Komisi IV DPR berjanji akan membentuk Panitia Kerja (Panja) untuk menyelidiki sejumlah dugaan pelanggaran yang dilakukan PT Freeport Indonesia. Anggota Komisi IV Markus Nari mengatakan, banyak laporan yang disampaikan masyarakat seputar kegiatan PT Freeport yang terkesan sangat tertutup.
Menurut Markus, salah satu tugas Panja adalah meneliti aktivitas penambangan yang ditengarai telah memasuki kawasan Taman Nasional Lorentz.
“Jangan sampai masyarakat ini susah. Semua kegiatan yang dilakukan oleh perusahaan Freeport sepertinya tidak ditujukan untuk mensejahterakan mayarakat sekitar. Kita mau masa depan Papua lebih baik,” kata Markus Nari.
Ia menambahkan, tanggung jawab sosial PT Freeport Indonesia juga harus dipertanyakan karena sebagian besar masyarakat lokal masih hidup dalam kemiskinan.
Sementara itu, pemerintah diminta segera mengaudit PT Freeport Indonesia.

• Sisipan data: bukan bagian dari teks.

//! # sqlds
//!
//! A composable SQL statement builder.
//!
//! Expressions and queries are plain immutable values. Rendering walks the
//! expression tree once and produces either fully inlined SQL or SQL with
//! placeholders plus the ordered list of bound values.
//!
//! ## Features
//!
//! - **Typed expression tree**: identifiers, comparisons, AND/OR lists,
//!   functions, casts, ordering, set operations, sub-queries
//! - **Two render modes**: inline literals, or placeholders with bound values
//! - **Dialect adapters**: `default` (`?`), `postgres` (`$1`), `mysql` (backticks)
//! - **Persistent datasets**: every clause method returns a new dataset
//! - **Custom values**: implement [`Valuer`] or `#[derive(SqlEnum)]`
//!
//! ## Example
//!
//! ```ignore
//! use sqlds::{from, i, new_adapter};
//!
//! let ds = from("users")
//!     .with_adapter(new_adapter("postgres")?)
//!     .select(["id", "name"])
//!     .filter(i("status").eq("active"))
//!     .filter(i("role").eq(vec!["admin", "owner"]))
//!     .limit(10);
//!
//! let sql = ds.prepared_sql()?;
//! assert_eq!(
//!     sql.sql,
//!     r#"SELECT "id", "name" FROM "users" WHERE (("status" = $1) AND ("role" IN ($2, $3))) LIMIT $4"#
//! );
//! let rows = client.query(&sql.sql, &sql.params_ref()).await?;
//! ```
//!
//! The raw fragment constructor [`literal`] writes its SQL verbatim: it is the
//! one place where untrusted input must never go.

extern crate self as sqlds;

pub mod adapter;
pub mod builder;
pub mod dataset;
pub mod error;
pub mod expr;
pub mod literal;
pub mod log;
pub mod prelude;
pub mod value;

pub use adapter::{
    Adapter, AdapterRegistration, DefaultAdapter, MysqlAdapter, PostgresAdapter, adapter_names,
    default_adapter, new_adapter,
};
pub use builder::{Rendered, SqlBuilder};
pub use dataset::{Dataset, from};
pub use error::{BoxError, SqlError, SqlResult};
pub use expr::{
    AliasedExpression, BooleanExpression, BooleanOperation, CastExpression, ColumnList,
    CompoundExpression, CompoundType, Expression, ExpressionList, IdentSegment,
    IdentifierExpression, ListKind, LiteralExpression, NullsOrder, OrderedExpression,
    SortDirection, SqlFunctionExpression, UpdateExpression, and, avg, coalesce, cols, count,
    distinct, first, func, i, intersect, intersect_all, last, list, literal, max, min, or, sum,
    union, union_all,
};
pub use literal::{CustomValue, DynLiteral, Literal, RegexLiteral, SqlText, Valuer};
pub use value::Value;

// Re-export inventory for adapter registration from other crates
pub use inventory;

#[cfg(feature = "derive")]
pub use sqlds_derive::SqlEnum;
//! Convenient imports for typical `sqlds` usage.
//!
//! ```ignore
//! use sqlds::prelude::*;
//! ```

pub use crate::{
    Dataset, Expression, Literal, Rendered, SqlBuilder, SqlError, SqlResult, Valuer, and, cols,
    from, func, i, literal, new_adapter, or,
};

#[cfg(feature = "derive")]
pub use crate::SqlEnum;
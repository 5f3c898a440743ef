use ndarray::Array2;
use num_complex::Complex32;
use tracing::debug;

use crate::{
    core::dsp::{istft, undo_preemphasis},
    error::{Result, SeparationError},
    types::StftConfig,
};

const MIN_STD: f32 = 1e-8;

/// Inverts every masked spectrogram to a waveform and stacks them as
/// (sources, samples), in input order.
///
/// Each waveform has the preemphasis removed and, when `normalize` is set,
/// is standardized to zero mean and unit variance. Silent sources skip the
/// standardization.
pub fn reconstruct_waveforms(
    masked: &[Array2<Complex32>],
    cfg: &StftConfig,
    preemphasis_coeff: f32,
    normalize: bool,
) -> Result<Array2<f32>> {
    let Some(first) = masked.first() else {
        return Err(SeparationError::ShapeMismatch(
            "no spectrograms to reconstruct".into(),
        ));
    };
    if let Some(bad) = masked.iter().find(|m| m.dim() != first.dim()) {
        return Err(SeparationError::ShapeMismatch(format!(
            "masked spectrograms differ in shape: {:?} vs {:?}",
            first.dim(),
            bad.dim()
        )));
    }

    let mut waveforms = Vec::with_capacity(masked.len());
    for spec in masked {
        let waveform = istft(spec.view(), cfg, None)?;
        let mut waveform = undo_preemphasis(&waveform, preemphasis_coeff);
        if normalize {
            standardize(&mut waveform);
        }
        waveforms.push(waveform);
    }

    let len = waveforms[0].len();
    let flat: Vec<f32> = waveforms.into_iter().flatten().collect();
    Ok(Array2::from_shape_vec((masked.len(), len), flat)?)
}

/// Zero mean, unit variance. Returns false when the signal has no variance
/// and was left untouched.
pub fn standardize(signal: &mut [f32]) -> bool {
    if signal.is_empty() {
        return false;
    }
    let n = signal.len() as f64;
    let mean = signal.iter().map(|&x| x as f64).sum::<f64>() / n;
    let var = signal
        .iter()
        .map(|&x| {
            let d = x as f64 - mean;
            d * d
        })
        .sum::<f64>()
        / n;
    let std = var.sqrt() as f32;

    if !std.is_finite() || std <= MIN_STD {
        debug!(std, "zero-variance waveform, skipping normalization");
        return false;
    }

    let mean = mean as f32;
    for x in signal.iter_mut() {
        *x = (*x - mean) / std;
    }
    true
}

Ketua Komisi II Dewan Perwakilan Daerah (DPD) Bambang Susilo mengatakan, dengan hasil audit ini akan ditemukan bukti-bukti pelanggaran yang selama ini dilakukan perusahaan asal Amerika Serikat itu.
Bambang menambahkan, audit dilakukan dari semua sisi diantaranya royalti kepada pemerintah daerah, pelanggaran HAM maupun lingkungan dari eksplorasi tambang dan pembuangan limbah.